Burhan Wani: The UN Vindicates Kashmir Hero On His Second Anniversary

By News Desk;

GENEVA / ISLAMABAD—The United Nations has made Burhan Wani part of the first-ever official UN report on the situation in Indian-occupied Kashmir. The release of this report coincides with Wani’s second death anniversary on July 8 and vindicates the young Kashmiri activist despite attempts to paint him as a militant and tarnish his legacy, said a Kashmir advocacy group in an official statement.
Grandly compared to freedom leaders like George Washington and Gandhi, 22-year-old Wani is now a symbol for Kashmir freedom movement and has forced Kashmir conflict back on the top international agenda after years of obscurity.
“It is time now for historians, journalists and politicians to restore the actual identity of Burhan Wani. I urge the Government of India to correct its policy, respect Wani’s legacy, and stop the annual practice of pressuring media outlets in India and in Kashmir to stop marking his anniversary,” said Ahmed Quraishi, Executive Director of YFK–International Kashmir Lobby Group (Youth Forum For Kashmir), in a statement.
Wani was killed on July 8, 2016, in what many human rights defenders see as an extrajudicial killing. The government of India insists he is a terrorist and uses two pictures of Wani in military fatigues to prove its case. But there is no evidence Wani ever participated in any armed attack anywhere. His two pictures were part of his social media activism where he often resorted to symbolism to underline resistance.
Many Indian political activists say the Indian army arrested and executed Wani on the spot without trial because of lack of any incriminating evidence against him.
Kavita Krishnan, a senior official of All-India People Welfare Association, has written that Wani’s “encounter was an extrajudicial killing,” and that “Kashmiris have a legitimate case for self-determination.”
Vikram Chandra, a popular television personality in India, has questioned the official India narrative that Wani was a militant. “There was so much hype around Burhan Wani on social media,” Chandra wrote in a tweet. “Not sure how many attacks he led, though.”
Days after Wani’s murder, an Indian magazine complained that “Media and intellectuals sympathize with terrorist Wani,” underlining the widespread impression that India killed a social media activist and wrongly dubbed him a militant commander.

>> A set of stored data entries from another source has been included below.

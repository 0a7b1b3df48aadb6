//! Tenant lifecycle collaborator.
//!
//! The gate never applies tenant business rules itself; it hands
//! authenticated requests to a [`TenantAdapter`] chosen at startup.

pub mod adapter;
pub mod dto;
pub mod memory;

pub use adapter::{AdapterError, TenantAdapter, build_adapter};
pub use dto::{CreateTenantRequest, TenantActionRequest, parse_payload};
pub use memory::{InMemoryTenantAdapter, TenantStatus};
use std::collections::BTreeMap;
use std::fs;

use anyhow::{Context, bail};
use serde::{Deserialize, Serialize};

use crate::hmac_auth::credentials::CredentialStore;

pub const ENV_KEYS: &str = "TENANT_GATE_HMAC_KEYS";
pub const ENV_CLOCK_SKEW: &str = "TENANT_GATE_HMAC_ALLOWED_CLOCK_SKEW_SECONDS";
pub const ENV_NONCE_ENABLED: &str = "TENANT_GATE_HMAC_NONCE_ENABLED";
pub const ENV_ENABLED: &str = "TENANT_GATE_ENABLED";

#[derive(Debug, Serialize, Deserialize, Clone)]
pub struct AppConfig {
    pub log_level: String,
    pub log_dir: String,
    pub log_file: String,
    pub use_json: bool,
    pub rotation: String,
    pub gateway: GatewayConfig,
    #[serde(default)]
    pub internal_api: InternalApiConfig,
}

#[derive(Debug, Serialize, Deserialize, Clone)]
pub struct GatewayConfig {
    pub host: String,
    pub port: u16,
    /// Largest request body the gate will buffer for signing
    #[serde(default = "default_max_body_bytes")]
    pub max_body_bytes: usize,
}

fn default_max_body_bytes() -> usize {
    1024 * 1024
}

/// Internal tenant API: route toggle, adapter selection and HMAC settings.
#[derive(Debug, Serialize, Deserialize, Clone)]
pub struct InternalApiConfig {
    #[serde(default = "default_true")]
    pub enabled: bool,
    #[serde(default)]
    pub adapter: AdapterKind,
    #[serde(default)]
    pub hmac: HmacConfig,
}

impl Default for InternalApiConfig {
    fn default() -> Self {
        Self {
            enabled: true,
            adapter: AdapterKind::default(),
            hmac: HmacConfig::default(),
        }
    }
}

/// Tenant adapter implementation, resolved once at startup.
#[derive(Debug, Serialize, Deserialize, Clone, Copy, Default, PartialEq, Eq)]
#[serde(rename_all = "snake_case")]
pub enum AdapterKind {
    #[default]
    Memory,
}

#[derive(Debug, Serialize, Deserialize, Clone)]
pub struct HmacConfig {
    #[serde(default = "default_clock_skew")]
    pub allowed_clock_skew_seconds: i64,
    /// key id -> shared secret
    #[serde(default)]
    pub keys: BTreeMap<String, String>,
    #[serde(default)]
    pub nonce: NonceConfig,
}

fn default_clock_skew() -> i64 {
    300
}

impl Default for HmacConfig {
    fn default() -> Self {
        Self {
            allowed_clock_skew_seconds: default_clock_skew(),
            keys: BTreeMap::new(),
            nonce: NonceConfig::default(),
        }
    }
}

/// How nonce records are keyed.
#[derive(Debug, Serialize, Deserialize, Clone, Copy, Default, PartialEq, Eq)]
#[serde(rename_all = "snake_case")]
pub enum NonceScope {
    /// Nonces are unique per key id
    #[default]
    KeyAndNonce,
    /// Nonces are unique across all callers
    NonceOnly,
}

#[derive(Debug, Serialize, Deserialize, Clone)]
pub struct NonceConfig {
    #[serde(default = "default_true")]
    pub enabled: bool,
    #[serde(default)]
    pub scope: NonceScope,
    #[serde(default = "default_nonce_prefix")]
    pub prefix: String,
    #[serde(default = "default_store_timeout_ms")]
    pub store_timeout_ms: u64,
    #[serde(default = "default_purge_interval")]
    pub purge_interval_seconds: u64,
}

fn default_true() -> bool {
    true
}

fn default_nonce_prefix() -> String {
    "internal_nonce:".to_string()
}

fn default_store_timeout_ms() -> u64 {
    250
}

fn default_purge_interval() -> u64 {
    60
}

impl Default for NonceConfig {
    fn default() -> Self {
        Self {
            enabled: true,
            scope: NonceScope::default(),
            prefix: default_nonce_prefix(),
            store_timeout_ms: default_store_timeout_ms(),
            purge_interval_seconds: default_purge_interval(),
        }
    }
}

impl AppConfig {
    /// Load `config/<env>.yaml`, apply environment overrides and validate.
    pub fn load(env: &str) -> anyhow::Result<Self> {
        let config_path = format!("config/{}.yaml", env);
        let content = fs::read_to_string(&config_path)
            .with_context(|| format!("Failed to read config file: {}", config_path))?;
        let mut config = Self::from_yaml_str(&content)
            .with_context(|| format!("Failed to parse config file: {}", config_path))?;
        config.apply_env_overrides(|name| std::env::var(name).ok())?;
        config.validate()?;
        Ok(config)
    }

    pub fn from_yaml_str(content: &str) -> anyhow::Result<Self> {
        Ok(serde_yaml::from_str(content)?)
    }

    /// Override settings from environment-style variables.
    ///
    /// `TENANT_GATE_HMAC_KEYS` replaces the whole key set and uses the form
    /// `id1:secret1,id2:secret2`.
    pub fn apply_env_overrides<F>(&mut self, lookup: F) -> anyhow::Result<()>
    where
        F: Fn(&str) -> Option<String>,
    {
        if let Some(raw) = lookup(ENV_KEYS) {
            self.internal_api.hmac.keys = parse_key_list(&raw)?;
        }
        if let Some(raw) = lookup(ENV_CLOCK_SKEW) {
            self.internal_api.hmac.allowed_clock_skew_seconds = raw
                .trim()
                .parse()
                .with_context(|| format!("{} must be an integer", ENV_CLOCK_SKEW))?;
        }
        if let Some(raw) = lookup(ENV_NONCE_ENABLED) {
            self.internal_api.hmac.nonce.enabled = parse_bool(ENV_NONCE_ENABLED, &raw)?;
        }
        if let Some(raw) = lookup(ENV_ENABLED) {
            self.internal_api.enabled = parse_bool(ENV_ENABLED, &raw)?;
        }
        Ok(())
    }

    pub fn validate(&self) -> anyhow::Result<()> {
        let hmac = &self.internal_api.hmac;
        if hmac.allowed_clock_skew_seconds < 0 {
            bail!("allowed_clock_skew_seconds must not be negative");
        }
        if hmac.nonce.store_timeout_ms == 0 {
            bail!("nonce.store_timeout_ms must be greater than zero");
        }
        if hmac.nonce.purge_interval_seconds == 0 {
            bail!("nonce.purge_interval_seconds must be greater than zero");
        }
        CredentialStore::from_config(&hmac.keys)?;
        if self.internal_api.enabled && hmac.keys.is_empty() {
            tracing::warn!("internal API enabled without HMAC keys; every request will be rejected");
        }
        Ok(())
    }
}

fn parse_key_list(raw: &str) -> anyhow::Result<BTreeMap<String, String>> {
    let mut keys = BTreeMap::new();
    for entry in raw.split(',').map(str::trim).filter(|e| !e.is_empty()) {
        let Some((key_id, secret)) = entry.split_once(':') else {
            bail!("{} entries must look like key_id:secret", ENV_KEYS);
        };
        let key_id = key_id.trim();
        if key_id.is_empty() || secret.is_empty() {
            bail!("{} contains an empty key id or secret", ENV_KEYS);
        }
        if keys.insert(key_id.to_string(), secret.to_string()).is_some() {
            bail!("{} lists key id '{}' more than once", ENV_KEYS, key_id);
        }
    }
    Ok(keys)
}

fn parse_bool(name: &str, raw: &str) -> anyhow::Result<bool> {
    match raw.trim().to_ascii_lowercase().as_str() {
        "1" | "true" | "yes" | "on" => Ok(true),
        "0" | "false" | "no" | "off" => Ok(false),
        other => bail!("{} must be a boolean, got '{}'", name, other),
    }
}

#[cfg(test)]
mod tests {
    use super::*;
    use std::collections::HashMap;

    const MINIMAL: &str = r#"
log_level: info
log_dir: ./logs
log_file: tenant_gate.log
use_json: false
rotation: never
gateway:
  host: 127.0.0.1
  port: 8080
"#;

    fn env(pairs: &[(&str, &str)]) -> impl Fn(&str) -> Option<String> {
        let map: HashMap<String, String> = pairs
            .iter()
            .map(|(k, v)| (k.to_string(), v.to_string()))
            .collect();
        move |name| map.get(name).cloned()
    }

    #[test]
    fn test_defaults() {
        let config = AppConfig::from_yaml_str(MINIMAL).unwrap();
        let api = &config.internal_api;
        assert!(api.enabled);
        assert_eq!(api.adapter, AdapterKind::Memory);
        assert_eq!(api.hmac.allowed_clock_skew_seconds, 300);
        assert!(api.hmac.nonce.enabled);
        assert_eq!(api.hmac.nonce.scope, NonceScope::KeyAndNonce);
        assert_eq!(api.hmac.nonce.prefix, "internal_nonce:");
        assert_eq!(config.gateway.max_body_bytes, 1024 * 1024);
    }

    #[test]
    fn test_full_yaml() {
        let yaml = format!(
            "{}{}",
            MINIMAL,
            r#"
internal_api:
  enabled: true
  adapter: memory
  hmac:
    allowed_clock_skew_seconds: 120
    keys:
      svc-billing: s3cret
    nonce:
      enabled: false
      scope: nonce_only
"#
        );
        let config = AppConfig::from_yaml_str(&yaml).unwrap();
        let hmac = &config.internal_api.hmac;
        assert_eq!(hmac.allowed_clock_skew_seconds, 120);
        assert_eq!(hmac.keys.get("svc-billing").unwrap(), "s3cret");
        assert!(!hmac.nonce.enabled);
        assert_eq!(hmac.nonce.scope, NonceScope::NonceOnly);
        config.validate().unwrap();
    }

    #[test]
    fn test_env_overrides() {
        let mut config = AppConfig::from_yaml_str(MINIMAL).unwrap();
        config
            .apply_env_overrides(env(&[
                (ENV_KEYS, "svc-a:alpha, svc-b:be:ta"),
                (ENV_CLOCK_SKEW, "60"),
                (ENV_NONCE_ENABLED, "false"),
                (ENV_ENABLED, "0"),
            ]))
            .unwrap();
        let hmac = &config.internal_api.hmac;
        assert_eq!(hmac.keys.len(), 2);
        assert_eq!(hmac.keys.get("svc-b").unwrap(), "be:ta");
        assert_eq!(hmac.allowed_clock_skew_seconds, 60);
        assert!(!hmac.nonce.enabled);
        assert!(!config.internal_api.enabled);
    }

    #[test]
    fn test_env_duplicate_key_rejected() {
        let mut config = AppConfig::from_yaml_str(MINIMAL).unwrap();
        let err = config
            .apply_env_overrides(env(&[(ENV_KEYS, "svc-a:one,svc-a:two")]))
            .unwrap_err();
        assert!(err.to_string().contains("more than once"));
    }

    #[test]
    fn test_env_malformed_values_rejected() {
        let mut config = AppConfig::from_yaml_str(MINIMAL).unwrap();
        assert!(
            config
                .apply_env_overrides(env(&[(ENV_KEYS, "no-separator")]))
                .is_err()
        );
        assert!(
            config
                .apply_env_overrides(env(&[(ENV_NONCE_ENABLED, "maybe")]))
                .is_err()
        );
    }

    #[test]
    fn test_validate_rejects_negative_skew_and_empty_secret() {
        let mut config = AppConfig::from_yaml_str(MINIMAL).unwrap();
        config.internal_api.hmac.allowed_clock_skew_seconds = -1;
        assert!(config.validate().is_err());

        let mut config = AppConfig::from_yaml_str(MINIMAL).unwrap();
        config
            .internal_api
            .hmac
            .keys
            .insert("svc-a".into(), String::new());
        assert!(config.validate().is_err());
    }
}
//! Client-side presentation.
//!
//! The UI is organized into:
//! - `document`: the root handle owning every panel and the status area
//! - `components`: reusable primitives (alerts, text fields)
//! - `views`: the three panels

pub mod components;
pub mod document;
pub mod views;

pub use components::{Alert, AlertKind, StatusArea, TextField};
pub use document::Document;
pub use views::{ComposeField, ComposeForm, MessageList, MessageRow, ReadingPane, RowStyle};
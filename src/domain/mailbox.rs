//! Named mailboxes and their client-side filters.

use std::fmt;
use std::str::FromStr;

use crate::domain::Email;
use crate::error::ClientError;

/// A mailbox served by `GET /emails/{mailbox}`.
#[derive(Debug, Clone, Copy, Default, PartialEq, Eq, Hash)]
pub enum Mailbox {
    #[default]
    Inbox,
    Sent,
    Archive,
}

impl Mailbox {
    /// All mailboxes, in navigation order.
    pub const ALL: [Mailbox; 3] = [Mailbox::Inbox, Mailbox::Sent, Mailbox::Archive];

    /// Path segment used by the backend.
    pub fn as_str(&self) -> &'static str {
        match self {
            Mailbox::Inbox => "inbox",
            Mailbox::Sent => "sent",
            Mailbox::Archive => "archive",
        }
    }

    /// Heading shown above the list.
    pub fn title(&self) -> &'static str {
        match self {
            Mailbox::Inbox => "Inbox",
            Mailbox::Sent => "Sent",
            Mailbox::Archive => "Archive",
        }
    }

    /// Whether an email returned for this mailbox should be listed.
    ///
    /// The backend already partitions by mailbox; this guards against
    /// archived mail leaking into the inbox and vice versa.
    pub fn admits(&self, email: &Email) -> bool {
        match self {
            Mailbox::Inbox => !email.archived,
            Mailbox::Archive => email.archived,
            Mailbox::Sent => true,
        }
    }

    /// Whether rows show recipients instead of the sender.
    pub fn lists_recipients(&self) -> bool {
        matches!(self, Mailbox::Sent)
    }
}

impl fmt::Display for Mailbox {
    fn fmt(&self, f: &mut fmt::Formatter<'_>) -> fmt::Result {
        f.write_str(self.as_str())
    }
}

impl FromStr for Mailbox {
    type Err = ClientError;

    fn from_str(s: &str) -> Result<Self, Self::Err> {
        match s.trim().to_ascii_lowercase().as_str() {
            "inbox" => Ok(Mailbox::Inbox),
            "sent" => Ok(Mailbox::Sent),
            "archive" | "archived" => Ok(Mailbox::Archive),
            other => Err(ClientError::UnknownMailbox(other.to_string())),
        }
    }
}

“No one would support terrorists, and Kashmiris never will,” said Quraishi, adding, “Burhan Wani is just a social media activist who came to represent the sentiments of his people. His funeral was memorable and among the largest in the region. He represents educated young men and women alienated by India’s mistreatment.”
Wani’s elder brother was physically assaulted by Indian soldiers at an army checkpoint in Kashmir, and killed later.
New stories about Wani’s childhood suggest he wanted to grow up and join the Indian army. But when he became an adult, he discovered the army was occupying his land and killing his people.
Kashmir is a pending agenda item on UN Security Council. In addition to a referendum, the UN is now demanding an international investigation in Kashmir.
UN High Commissioner Zeid Ra’ad Al-Hussein mentions Burhan Wani in the first-ever Kashmir report released by the United Nations in June 2018.